Ed Neumeister Quartet, What Have I Done?

Ed Neumeister has done more than simply establish a sound on the trombone. To hear him play is to experience a whole array of sounds. On What Have I Done?, an engaging set of originals with pianist Gary Versace, bassist Drew Gress and drummer Tom Rainey, we hear many of them: open trombone sounds, plunger with pixie mute, plunger alone (or “open plunger”), straight mute and cup mute — sometimes more than one in the course of the same piece.

The album title asks what Neumeister has done, and perhaps we can venture an answer: what he’s doing with all these sounds is orchestration, creating colors and moods, even in a setting as compact as a jazz quartet. He is, after all, not only a veteran jazz improviser but a composer for string quartet, wind quintet, jazz orchestra, even symphony orchestra. Color and timbre are integral to his compositional process. Neumeister’s sonic palette has been evolving, whether it’s small or large ensemble or even solo unaccompanied, as his 2019 release One and Only so clearly illustrates.

“I told Gary [Versace] that this is not a blowing record, it’s a recording of compositions that incorporates improvisation,” says Neumeister. “For the last 30 years I compose every day — it’s part of my daily routine. It started via the BMI Jazz Composers Workshop in 1987. I was in the first group with Bob Brookmeyer and Manny Albam, which is when I morphed from a trombonist who composes to a composer whose instrument is the trombone.”

Grappling with Neumeister’s notated music can therefore be an undertaking, as Versace well knows. But having logged roughly 10 years in trio settings with Neumeister and vocalist Jay Clayton, as well as Neumeister’s jazz orchestra on occasion, the pianist was wholly receptive and ready to give his all.

“Gary and I spent two or three weeks with numerous phone calls,” the leader recalls. “The way I notate this music, I have this big picture in mind so I’m not really writing a piano part, I’m writing an orchestra part. It’s Gary’s job, in consultation with me, to decide what to play and what to leave out, because it’s impossible to play everything that’s written, but that’s not the point. I wanted to put all the material there so we could decide, do we double the melody or bass or not, is there comping or fills in between or not, for example. Once he got a handle on it, he was able to play what he wanted, but still coming from what I wrote. He was judicious about respecting what was there, and able to contribute his unique voice at the same time.”

With Gress and Rainey on bass and drums, the quartet has a rhythm team as solid and strong as it is flexible. Gress and Rainey have worked together extensively in Tim Berne’s Paraphrase trio as well as Tony Malaby’s Apparitions, the Ingrid Laubrock Octet and not least of all Rainey’s own Obbligato quintet, among others. Gress was also a member of Neumeister’s earlier quartet with John Hollenbeck on drums and the late Fritz Pauer on piano, captured on the albums New Standards, Reflection and the upcoming freely improvised Explorations.

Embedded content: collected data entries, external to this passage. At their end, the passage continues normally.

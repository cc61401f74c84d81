//! Shape parameters.
//!
//! Parameters exist for two jobs only: checking a listener's declared
//! signature at registration, and truncating argument lists during the
//! hierarchy walk. Dispatch itself is structural — arguments travel as
//! `serde_json::Value` and are never downcast by the bus.

use serde::{Deserialize, Serialize};

/// Kind of a shape parameter.
///
/// Kinds are deliberately coarse. They catch wiring mistakes (a listener
/// declared for the wrong signature) at registration time without dragging
/// a full type system into the catalog.
#[derive(Debug, Clone, Copy, PartialEq, Eq, Hash, Serialize, Deserialize)]
pub enum ParamKind {
    /// Boolean flag.
    Bool,
    /// Integer quantity.
    Int,
    /// Floating-point quantity.
    Float,
    /// Text.
    Text,
    /// A part identifier.
    Id,
    /// Any JSON value; the structural wildcard.
    Any,
}

impl ParamKind {
    /// Returns `true` if a listener declaring `self` can accept an argument
    /// of kind `offered`.
    ///
    /// [`ParamKind::Any`] accepts everything on the declaring side; an
    /// exact kind only accepts itself (or an `Any` offered by the shape).
    ///
    /// # Example
    ///
    /// ```
    /// use trellis_shape::ParamKind;
    ///
    /// assert!(ParamKind::Any.accepts(ParamKind::Float));
    /// assert!(ParamKind::Float.accepts(ParamKind::Float));
    /// assert!(!ParamKind::Float.accepts(ParamKind::Text));
    /// ```
    #[must_use]
    pub fn accepts(self, offered: ParamKind) -> bool {
        self == Self::Any || offered == Self::Any || self == offered
    }
}

/// A named, kinded shape parameter.
#[derive(Debug, Clone, PartialEq, Eq, Serialize, Deserialize)]
pub struct Param {
    /// Parameter name, for diagnostics only.
    pub name: String,
    /// Parameter kind, used for signature checks and nothing else.
    pub kind: ParamKind,
}

impl Param {
    /// Creates a parameter.
    #[must_use]
    pub fn new(name: impl Into<String>, kind: ParamKind) -> Self {
        Self {
            name: name.into(),
            kind,
        }
    }
}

The connection between Neumeister and Rainey goes back the farthest, from their time together in the Bay Area to their move to New York in the early ’80s, when the loft scene was still in bloom and the two would go from place to place, playing sessions routinely.

This quartet is rooted in a history even deeper by virtue of the legacy Neumeister is drawing from on the horn. As a member of the post-1974 Ellington band, he played all the trombone features made famous by plunger mute pioneer Joe “Tricky Sam” Nanton (1904-46) and his successors. With the Mel Lewis Orchestra (formerly Thad Jones-Mel Lewis Orchestra, now Vanguard Jazz Orchestra), Neumeister did extensive plunger work as well; Jim McNeely wrote him a big-band plunger concerto, in fact, “Sticks,” from the VJO’s 1997 release Lickety Split: Music of Jim McNeely. Today, whatever the context, Neumeister is likely to integrate the plunger sounds across the duration of an album or concert, rather than as a lone special feature.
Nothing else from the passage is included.